В Сент-Луисе, как и везде, импульсы толпы, митинги и энтузиазм невозможно было поддерживать постоянно. По мере того как эти вспышки угасали, власти восстанавливали порядок силами полиции, милиции и федеральных войск. Полиция совершила налет на штаб-квартиру Рабочей партии и арестовала 70 человек; исполнительный комитет, который некоторое время фактически контролировал ситуацию в городе, теперь оказался за решеткой. Бастующие сдали позиции; сокращение зарплат осталось в силе; 131 лидер забастовки был уволен компанией Берлингтонской железной дороги.

К тому моменту, когда великие железнодорожные стачки 1877 г. закончились, 100 человек погибли, 1 тыс. оказались в тюрьме, в забастовках приняли участие 100 тыс. рабочих, забастовочное движение вовлекло в свои ряды бесчисленное количество городских безработных. В пик стачек было парализовано более половины грузовых перевозок на 75 тыс. миль железных дорог страны.

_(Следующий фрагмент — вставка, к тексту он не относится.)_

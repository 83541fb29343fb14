//! Per-route filtering and service naming.

use std::fmt;

use evlog_common::{PathPattern, PathPatterns};
use serde::de::{MapAccess, Visitor};
use serde::ser::SerializeMap;
use serde::{Deserialize, Deserializer, Serialize, Serializer};

/// Decides whether events of a request path are logged at all.
///
/// Exclusions take precedence over inclusions. An empty include list includes every path.
#[derive(Clone, Debug, Default, PartialEq, Serialize, Deserialize)]
#[serde(default)]
pub struct RouteFilter {
    /// Paths to log. Empty means all paths.
    #[serde(skip_serializing_if = "PathPatterns::is_empty")]
    pub include: PathPatterns,
    /// Paths never to log.
    #[serde(skip_serializing_if = "PathPatterns::is_empty")]
    pub exclude: PathPatterns,
}

impl RouteFilter {
    /// Returns `true` if events for this path should be logged.
    pub fn should_log(&self, path: &str) -> bool {
        if self.exclude.is_match(path) {
            evlog_log::trace!(path, "route excluded");
            return false;
        }

        self.include.is_empty() || self.include.is_match(path)
    }
}

/// The service configured for a route.
#[derive(Clone, Debug, PartialEq, Eq, Serialize, Deserialize)]
pub struct RouteService {
    /// Name overriding the `service` of events on this route.
    pub service: String,
}

/// Maps route patterns to service names.
///
/// Deserializes from a mapping of pattern to route config. Declaration order is kept and the
/// first matching pattern wins:
///
/// ```
/// use evlog_sampling::RouteServices;
///
/// let services: RouteServices = serde_json::from_str(r#"{
///     "/api/auth/**": {"service": "auth-service"},
///     "/api/**": {"service": "api"}
/// }"#).unwrap();
///
/// assert_eq!(services.service_for("/api/auth/login"), Some("auth-service"));
/// assert_eq!(services.service_for("/api/orders"), Some("api"));
/// assert_eq!(services.service_for("/health"), None);
/// ```
#[derive(Clone, Debug, Default, PartialEq)]
pub struct RouteServices {
    routes: Vec<(PathPattern, RouteService)>,
}

impl RouteServices {
    /// Creates an empty mapping.
    pub fn new() -> Self {
        Self::default()
    }

    /// Appends a route. Earlier routes take precedence.
    pub fn insert(&mut self, pattern: impl Into<String>, service: impl Into<String>) {
        self.routes.push((
            PathPattern::new(pattern),
            RouteService {
                service: service.into(),
            },
        ));
    }

    /// Returns `true` if no routes are configured.
    pub fn is_empty(&self) -> bool {
        self.routes.is_empty()
    }

    /// Returns the service of the first route matching the path.
    pub fn service_for(&self, path: &str) -> Option<&str> {
        self.routes
            .iter()
            .find(|(pattern, _)| pattern.is_match(path))
            .map(|(_, route)| route.service.as_str())
    }
}

impl Serialize for RouteServices {
    fn serialize<S>(&self, serializer: S) -> Result<S::Ok, S::Error>
    where
        S: Serializer,
    {
        let mut map = serializer.serialize_map(Some(self.routes.len()))?;
        for (pattern, route) in &self.routes {
            map.serialize_entry(pattern, route)?;
        }
        map.end()
    }
}

impl<'de> Deserialize<'de> for RouteServices {
    fn deserialize<D>(deserializer: D) -> Result<Self, D::Error>
    where
        D: Deserializer<'de>,
    {
        struct RoutesVisitor;

        impl<'de> Visitor<'de> for RoutesVisitor {
            type Value = RouteServices;

            fn expecting(&self, formatter: &mut fmt::Formatter) -> fmt::Result {
                formatter.write_str("a mapping from route pattern to route config")
            }

            fn visit_map<A>(self, mut map: A) -> Result<Self::Value, A::Error>
            where
                A: MapAccess<'de>,
            {
                let mut routes = Vec::with_capacity(map.size_hint().unwrap_or(0));
                while let Some((pattern, route)) = map.next_entry::<PathPattern, RouteService>()? {
                    routes.push((pattern, route));
                }
                Ok(RouteServices { routes })
            }
        }

        deserializer.deserialize_map(RoutesVisitor)
    }
}

/// Route configuration: which paths are logged and which service names they carry.
#[derive(Clone, Debug, Default, PartialEq, Serialize, Deserialize)]
#[serde(default)]
pub struct RoutesConfig {
    /// Include and exclude patterns.
    #[serde(flatten)]
    pub filter: RouteFilter,
    /// Service names per route.
    #[serde(skip_serializing_if = "RouteServices::is_empty")]
    pub services: RouteServices,
}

Железнодорожные компании пошли на определенные уступки, отказались от некоторых сокращений зарплаты, одновременно усилив свою «угольно-железную полицию». В ряде крупных городов были построены арсеналы Национальной гвардии с бойницами. Р. Брюс считает, что благодаря стачкам многие узнали о тяготах своих сограждан, а Конгресс начал принимать законы о регулировании деятельности железнодорожных компаний. Эти стачки стимулировали деловой тредюнионизм Американской федерации труда, а также идею об общенациональном объединении профсоюзов, предложенную «Орденом рыцарей труда», и способствовали созданию в течение двух последующих десятилетий независимых фермерско-рабочих партий.

В 1877 г., т. е. в том году, когда чернокожие поняли, что у них недостаточно сил, чтобы превратить в реальность обещанное во время Гражданской войны равноправие, рабочие осознали, что пока еще не едины и не могут победить союз частного капитала и государственной власти. Однако история продолжала свой ход.